Aber gerade in grundrechtssensiblen Bereichen kann nicht bloß eine gut funktionierende Zusammenarbeit von Behörden und privaten Einrichtungen Maßstab sein. Das genügt den rechtsstaatlichen Vorgaben nicht, und zwar nicht nur im Hinblick auf die Bereitstellung von Eingriffsmöglichkeiten, sondern auch ebenso mit Blick auf deren Limitierung. Daher ist das pure Aufheben des Gesetzes zur Erschwerung des Zugangs zu kinderpornografischen Inhalten in Kommunikationsnetzen aus Sicht der CDU/CSU-Fraktion zu wenig.

In der weiteren Beratung des vorliegenden Gesetzentwurfes sollten wir daher folgende Überlegungen miteinander diskutieren.

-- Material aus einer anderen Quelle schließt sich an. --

// SPDX-License-Identifier: Apache-2.0
// Copyright SoftFlow Authors

//! Single-sweep validation of a packed `ofp_match`.
//!
//! The sweep tracks the prerequisite state (last-seen eth_type, ip_proto,
//! icmpv6_type, whether in_port / a present vlan vid appeared) and
//! enforces the value-range invariants for the narrow fields. It walks
//! the raw TLV bytes so it can run before anything is decoded.

use tracing::debug;

use crate::consts::{
    IP_DSCP_MASK, IP_ECN_MASK, IPV6_EXTHDR_MASK, IPV6_FLABEL_MASK, MPLS_BOS_MASK, MPLS_LABEL_MASK,
    MPLS_TC_MASK, OFPVID_PRESENT, PBB_ISID_MASK, VLAN_PCP_MASK, VLAN_VID_MASK,
};
use crate::error::ErrorKind;
use crate::oxm::{
    OFPXMC_OPENFLOW_BASIC, OXM_HEADER_LEN, field, oxm_class, oxm_field, oxm_length,
};

const ETH_TYPE_IPV4: u16 = 0x0800;
const ETH_TYPE_ARP: u16 = 0x0806;
const ETH_TYPE_IPV6: u16 = 0x86dd;
const ETH_TYPE_MPLS_UNI: u16 = 0x8847;
const ETH_TYPE_MPLS_MLT: u16 = 0x8848;
const ETH_TYPE_PBB: u16 = 0x88e7;

const IPPROTO_ICMP: u8 = 1;
const IPPROTO_TCP: u8 = 6;
const IPPROTO_UDP: u8 = 17;
const IPPROTO_ICMPV6: u8 = 58;
const IPPROTO_SCTP: u8 = 132;

const ND_SOLICIT: u8 = 135;
const ND_ADVERT: u8 = 136;

/// Validate the raw TLV region of a match (the bytes after the 4-byte
/// `ofp_match` header, `length - 4` of them, pad excluded).
pub fn validate_oxms(mut oxms: &[u8]) -> Result<(), ErrorKind> {
    let mut in_port_present = false;
    let mut vid_present = false;
    let mut eth_type_val: u16 = 0;
    let mut ip_proto_val: u8 = 0;
    let mut icmpv6_type_val: u8 = 0;

    while oxms.len() > OXM_HEADER_LEN {
        let header = u32::from_be_bytes([oxms[0], oxms[1], oxms[2], oxms[3]]);
        let tlv_len = OXM_HEADER_LEN + oxm_length(header) as usize;
        if oxms.len() < tlv_len {
            return Err(ErrorKind::InvalidLength);
        }
        if oxm_class(header) != OFPXMC_OPENFLOW_BASIC {
            return Err(ErrorKind::InvalidMatchType);
        }

        let payload = &oxms[OXM_HEADER_LEN..tlv_len];
        let field_id = oxm_field(header);
        match field_id {
            field::IN_PORT => in_port_present = true,
            field::IN_PHY_PORT => {
                if !in_port_present {
                    debug!("in_phy_port without in_port");
                    return Err(ErrorKind::BadMatchPrereq);
                }
            }
            field::METADATA | field::ETH_DST | field::ETH_SRC | field::TUNNEL_ID => {}
            field::ETH_TYPE => {
                eth_type_val = be_u16(payload)?;
            }
            field::VLAN_VID => {
                let vid = be_u16(payload)?;
                if vid & !VLAN_VID_MASK != 0 {
                    return Err(ErrorKind::InvalidVlanVid);
                }
                let mask = if payload.len() >= 4 {
                    be_u16(&payload[2..])?
                } else {
                    0xffff
                };
                if mask & OFPVID_PRESENT != 0 && vid & OFPVID_PRESENT != 0 {
                    vid_present = true;
                }
            }
            field::VLAN_PCP => {
                if !vid_present {
                    debug!("vlan_pcp without a present vlan_vid");
                    return Err(ErrorKind::BadMatchPrereq);
                }
                if first(payload)? & !VLAN_PCP_MASK != 0 {
                    return Err(ErrorKind::InvalidVlanPcp);
                }
            }
            field::IP_DSCP => {
                require_ip(eth_type_val, field_id)?;
                if first(payload)? & !IP_DSCP_MASK != 0 {
                    return Err(ErrorKind::InvalidIpDscp);
                }
            }
            field::IP_ECN => {
                require_ip(eth_type_val, field_id)?;
                if first(payload)? & !IP_ECN_MASK != 0 {
                    return Err(ErrorKind::InvalidIpEcn);
                }
            }
            field::IP_PROTO => {
                require_ip(eth_type_val, field_id)?;
                ip_proto_val = first(payload)?;
            }
            field::IPV4_SRC | field::IPV4_DST => {
                require_eth_type(eth_type_val, ETH_TYPE_IPV4, field_id)?;
            }
            field::TCP_SRC | field::TCP_DST => {
                require_ip_proto(ip_proto_val, IPPROTO_TCP, field_id)?;
            }
            field::UDP_SRC | field::UDP_DST => {
                require_ip_proto(ip_proto_val, IPPROTO_UDP, field_id)?;
            }
            field::SCTP_SRC | field::SCTP_DST => {
                require_ip_proto(ip_proto_val, IPPROTO_SCTP, field_id)?;
            }
            field::ICMPV4_TYPE | field::ICMPV4_CODE => {
                require_ip_proto(ip_proto_val, IPPROTO_ICMP, field_id)?;
            }
            field::ARP_OP | field::ARP_SPA | field::ARP_TPA | field::ARP_SHA | field::ARP_THA => {
                require_eth_type(eth_type_val, ETH_TYPE_ARP, field_id)?;
            }
            field::IPV6_SRC | field::IPV6_DST => {
                require_eth_type(eth_type_val, ETH_TYPE_IPV6, field_id)?;
            }
            field::IPV6_FLABEL => {
                require_eth_type(eth_type_val, ETH_TYPE_IPV6, field_id)?;
                if be_u32(payload)? & !IPV6_FLABEL_MASK != 0 {
                    return Err(ErrorKind::InvalidIpv6Flabel);
                }
            }
            field::ICMPV6_TYPE => {
                require_ip_proto(ip_proto_val, IPPROTO_ICMPV6, field_id)?;
                icmpv6_type_val = first(payload)?;
            }
            field::ICMPV6_CODE => {
                require_ip_proto(ip_proto_val, IPPROTO_ICMPV6, field_id)?;
            }
            field::IPV6_ND_TARGET => {
                if icmpv6_type_val != ND_SOLICIT && icmpv6_type_val != ND_ADVERT {
                    debug!("ipv6_nd_target with icmpv6 type {icmpv6_type_val}");
                    return Err(ErrorKind::BadMatchPrereq);
                }
            }
            field::IPV6_ND_SLL => {
                if icmpv6_type_val != ND_SOLICIT {
                    debug!("ipv6_nd_sll with icmpv6 type {icmpv6_type_val}");
                    return Err(ErrorKind::BadMatchPrereq);
                }
            }
            field::IPV6_ND_TLL => {
                if icmpv6_type_val != ND_ADVERT {
                    debug!("ipv6_nd_tll with icmpv6 type {icmpv6_type_val}");
                    return Err(ErrorKind::BadMatchPrereq);
                }
            }
            field::MPLS_LABEL => {
                require_mpls(eth_type_val, field_id)?;
                if be_u32(payload)? & !MPLS_LABEL_MASK != 0 {
                    return Err(ErrorKind::InvalidMplsLabel);
                }
            }
            field::MPLS_TC => {
                require_mpls(eth_type_val, field_id)?;
                if first(payload)? & !MPLS_TC_MASK != 0 {
                    return Err(ErrorKind::InvalidMplsTc);
                }
            }
            field::MPLS_BOS => {
                require_mpls(eth_type_val, field_id)?;
                if first(payload)? & !MPLS_BOS_MASK != 0 {
                    return Err(ErrorKind::InvalidMplsBos);
                }
            }
            field::PBB_ISID => {
                require_eth_type(eth_type_val, ETH_TYPE_PBB, field_id)?;
                if be_u32(payload)? & !PBB_ISID_MASK != 0 {
                    return Err(ErrorKind::InvalidPbbIsid);
                }
            }
            field::IPV6_EXTHDR => {
                require_eth_type(eth_type_val, ETH_TYPE_IPV6, field_id)?;
                if be_u16(payload)? & !IPV6_EXTHDR_MASK != 0 {
                    return Err(ErrorKind::InvalidIpv6Exthdr);
                }
            }
            _ => {
                debug!("undefined oxm field ( field = {field_id:#x} )");
                return Err(ErrorKind::InvalidMatchType);
            }
        }

        oxms = &oxms[tlv_len..];
    }

    if oxms.is_empty() {
        Ok(())
    } else {
        Err(ErrorKind::InvalidLength)
    }
}

fn first(payload: &[u8]) -> Result<u8, ErrorKind> {
    payload.first().copied().ok_or(ErrorKind::InvalidLength)
}

fn be_u16(payload: &[u8]) -> Result<u16, ErrorKind> {
    if payload.len() < 2 {
        return Err(ErrorKind::InvalidLength);
    }
    Ok(u16::from_be_bytes([payload[0], payload[1]]))
}

fn be_u32(payload: &[u8]) -> Result<u32, ErrorKind> {
    if payload.len() < 4 {
        return Err(ErrorKind::InvalidLength);
    }
    Ok(u32::from_be_bytes([payload[0], payload[1], payload[2], payload[3]]))
}

fn require_eth_type(seen: u16, want: u16, field_id: u8) -> Result<(), ErrorKind> {
    if seen != want {
        debug!("field {field_id} requires eth_type {want:#x}, saw {seen:#x}");
        return Err(ErrorKind::BadMatchPrereq);
    }
    Ok(())
}

fn require_ip(seen: u16, field_id: u8) -> Result<(), ErrorKind> {
    if seen != ETH_TYPE_IPV4 && seen != ETH_TYPE_IPV6 {
        debug!("field {field_id} requires an ip eth_type, saw {seen:#x}");
        return Err(ErrorKind::BadMatchPrereq);
    }
    Ok(())
}

fn require_ip_proto(seen: u8, want: u8, field_id: u8) -> Result<(), ErrorKind> {
    if seen != want {
        debug!("field {field_id} requires ip_proto {want:#x}, saw {seen:#x}");
        return Err(ErrorKind::BadMatchPrereq);
    }
    Ok(())
}

fn require_mpls(seen: u16, field_id: u8) -> Result<(), ErrorKind> {
    if seen != ETH_TYPE_MPLS_UNI && seen != ETH_TYPE_MPLS_MLT {
        debug!("field {field_id} requires an mpls eth_type, saw {seen:#x}");
        return Err(ErrorKind::BadMatchPrereq);
    }
    Ok(())
}

/// Validate a packed `ofp_match` starting at `raw` (header included).
/// Returns the declared match length on success.
pub fn validate_match(raw: &[u8]) -> Result<u16, ErrorKind> {
    if raw.len() < 4 {
        return Err(ErrorKind::InvalidLength);
    }
    let declared = u16::from_be_bytes([raw[2], raw[3]]);
    if (declared as usize) < 4 || raw.len() < declared as usize {
        return Err(ErrorKind::InvalidLength);
    }
    validate_oxms(&raw[4..declared as usize])?;
    Ok(declared)
}

#[cfg(test)]
mod test {
    use super::*;
    use crate::buffer::Buffer;
    use crate::oxm::OxmMatch;

    fn packed(m: &OxmMatch) -> Vec<u8> {
        let mut buf = Buffer::new();
        m.pack(&mut buf);
        buf.into_vec()
    }

    #[test]
    fn ip_proto_alone_fails_prereq() {
        let mut m = OxmMatch::new();
        m.append_ip_proto(6);
        assert_eq!(validate_match(&packed(&m)), Err(ErrorKind::BadMatchPrereq));
    }

    #[test]
    fn eth_type_before_ip_proto_passes() {
        let mut m = OxmMatch::new();
        m.append_eth_type(0x0800);
        m.append_ip_proto(6);
        m.append_tcp_dst(80);
        assert!(validate_match(&packed(&m)).is_ok());
    }

    #[test]
    fn vlan_pcp_needs_a_present_vid() {
        let mut bad = OxmMatch::new();
        bad.append_vlan_pcp(3);
        assert_eq!(validate_match(&packed(&bad)), Err(ErrorKind::BadMatchPrereq));

        let mut good = OxmMatch::new();
        good.append_vlan_vid(10, None);
        good.append_vlan_pcp(3);
        assert!(validate_match(&packed(&good)).is_ok());
    }

    #[test]
    fn in_phy_port_needs_in_port() {
        let mut bad = OxmMatch::new();
        bad.append_in_phy_port(1);
        assert_eq!(validate_match(&packed(&bad)), Err(ErrorKind::BadMatchPrereq));

        let mut good = OxmMatch::new();
        good.append_in_port(1);
        good.append_in_phy_port(1);
        assert!(validate_match(&packed(&good)).is_ok());
    }

    #[test]
    fn nd_fields_are_keyed_on_icmpv6_type() {
        let mut sll = OxmMatch::new();
        sll.append_eth_type(0x86dd);
        sll.append_ip_proto(58);
        sll.append_icmpv6_type(135);
        sll.append_ipv6_nd_sll([0; 6]);
        assert!(validate_match(&packed(&sll)).is_ok());

        let mut tll = OxmMatch::new();
        tll.append_eth_type(0x86dd);
        tll.append_ip_proto(58);
        tll.append_icmpv6_type(135);
        tll.append_ipv6_nd_tll([0; 6]);
        assert_eq!(validate_match(&packed(&tll)), Err(ErrorKind::BadMatchPrereq));
    }

    #[test]
    fn bad_class_is_invalid_match_type() {
        // 0xffff class, field 0, length 4
        let raw: [u8; 16] = [
            0x00, 0x01, 0x00, 0x0c, 0xff, 0xff, 0x00, 0x04, 0, 0, 0, 1, 0, 0, 0, 0,
        ];
        assert_eq!(validate_match(&raw), Err(ErrorKind::InvalidMatchType));
    }

    #[test]
    fn out_of_range_wire_value_is_rejected() {
        // eth_type ipv6 + flabel with high bits set
        let mut raw = vec![0x00, 0x01, 0x00, 0x12];
        raw.extend_from_slice(&0x8000_0a02u32.to_be_bytes());
        raw.extend_from_slice(&0x86ddu16.to_be_bytes());
        raw.extend_from_slice(&0x8000_3804u32.to_be_bytes());
        raw.extend_from_slice(&0xfff0_0000u32.to_be_bytes());
        raw.resize(24, 0);
        assert_eq!(validate_match(&raw), Err(ErrorKind::InvalidIpv6Flabel));
    }

    #[test]
    fn trailing_garbage_is_invalid_length() {
        let mut m = OxmMatch::new();
        m.append_in_port(1);
        let mut raw = packed(&m);
        // declare three extra bytes that are not a whole tlv
        raw[3] = raw[3].wrapping_add(3);
        raw.extend_from_slice(&[0, 0, 0]);
        assert_eq!(validate_match(&raw), Err(ErrorKind::InvalidLength));
    }
}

Zum einen sollten wir darüber nachdenken, ob wir zumindest die Evaluierungspflicht hinsichtlich des Löschens weiter gesetzlich konstituiert lassen. Ich habe es eben schon ausgeführt: Die Löschergebnisse sind ausgesprochen dispers. Unserer Ansicht nach täten wir gut daran, wenigstens hierauf auch weiterhin ein wachsames Auge zu haben. Denn wie ebenfalls bereits gesagt: Nach wie vor ist eine Gesamtstrategie zur Bekämpfung von Kinderpornografie nicht oder nur in Ansätzen zu erkennen.

Wir halten hier die Vorschläge des Bundesrates ausdrücklich für bedenkenswert.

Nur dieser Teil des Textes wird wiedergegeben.